═════ SUPPLIED DATA

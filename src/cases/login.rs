//! Login flow cases.
//!
//! The valid-login case signs in with the account created by the valid
//! registration case earlier in the run.

use futures::future::BoxFuture;

use crate::browser::BrowserSession;
use crate::harness::{CaseResult, expect_absent, expect_any, expect_present};

use super::markers;
use super::{CaseContext, PASSWORD, SUBMIT, USERNAME};

/// Open the login page, fill the credentials and submit
async fn submit_login(browser: &BrowserSession, username: &str, password: &str) -> CaseResult<()> {
    browser.navigate(super::LOGIN_PATH).await?;
    browser.fill(&USERNAME, username).await?;
    browser.fill(&PASSWORD, password).await?;
    browser.click(&SUBMIT).await?;
    Ok(())
}

/// The registered identity can sign in
pub fn valid_data(cx: &mut CaseContext) -> BoxFuture<'_, CaseResult<()>> {
    Box::pin(async move {
        let id = cx.identity.clone();
        submit_login(&cx.browser, &id.username, &id.password).await?;
        let page = cx
            .browser
            .settle_until_any(&[markers::LOGIN_OK], cx.submit_wait)
            .await?;
        expect_present(&page, markers::LOGIN_OK)
    })
}

/// A wrong password for a registered user is rejected
pub fn wrong_password(cx: &mut CaseContext) -> BoxFuture<'_, CaseResult<()>> {
    Box::pin(async move {
        let id = cx.identity.clone();
        let wrong = format!("{}-wrong", id.password);
        submit_login(&cx.browser, &id.username, &wrong).await?;
        let page = cx
            .browser
            .settle_until_any(markers::LOGIN_REJECTED, cx.submit_wait)
            .await?;
        expect_any(&page, markers::LOGIN_REJECTED)
    })
}

/// Submitting the empty form is rejected
pub fn empty_fields(cx: &mut CaseContext) -> BoxFuture<'_, CaseResult<()>> {
    Box::pin(async move {
        cx.browser.navigate(super::LOGIN_PATH).await?;
        cx.browser.click(&SUBMIT).await?;
        let page = cx
            .browser
            .settle_until_any(&[markers::EMPTY_FIELDS], cx.submit_wait)
            .await?;
        expect_present(&page, markers::EMPTY_FIELDS)
    })
}

/// A username that was never registered cannot sign in
pub fn unknown_username(cx: &mut CaseContext) -> BoxFuture<'_, CaseResult<()>> {
    Box::pin(async move {
        let ghost = cx.identity.with_suffix("ghost");
        submit_login(&cx.browser, &ghost.username, &ghost.password).await?;
        let page = cx
            .browser
            .settle_until_any(markers::UNKNOWN_USER, cx.submit_wait)
            .await?;
        expect_any(&page, markers::UNKNOWN_USER)
    })
}

/// A tautology payload must not produce a signed-in session
pub fn sql_injection(cx: &mut CaseContext) -> BoxFuture<'_, CaseResult<()>> {
    Box::pin(async move {
        submit_login(&cx.browser, super::INJECTION_PAYLOAD, super::INJECTION_PAYLOAD).await?;
        let page = cx
            .browser
            .settle_until_any(&[markers::LOGIN_OK], cx.submit_wait)
            .await?;
        expect_absent(&page, markers::LOGIN_OK)
    })
}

══════════

*PROBLEM TO WORK ON*:
Restate exactly the records above from their first line through the line that holds "credentials and submit", please, including both and leaving out all others.

*ANSWER FOR THIS EXERCISE*:
filename src/cases/login.rs
//! Login flow cases.
//!
//! The valid-login case signs in with the account created by the valid
//! registration case earlier in the run.

use futures::future::BoxFuture;

use crate::browser::BrowserSession;
use crate::harness::{CaseResult, expect_absent, expect_any, expect_present};

use super::markers;
use super::{CaseContext, PASSWORD, SUBMIT, USERNAME};

/// Open the login page, fill the credentials and submit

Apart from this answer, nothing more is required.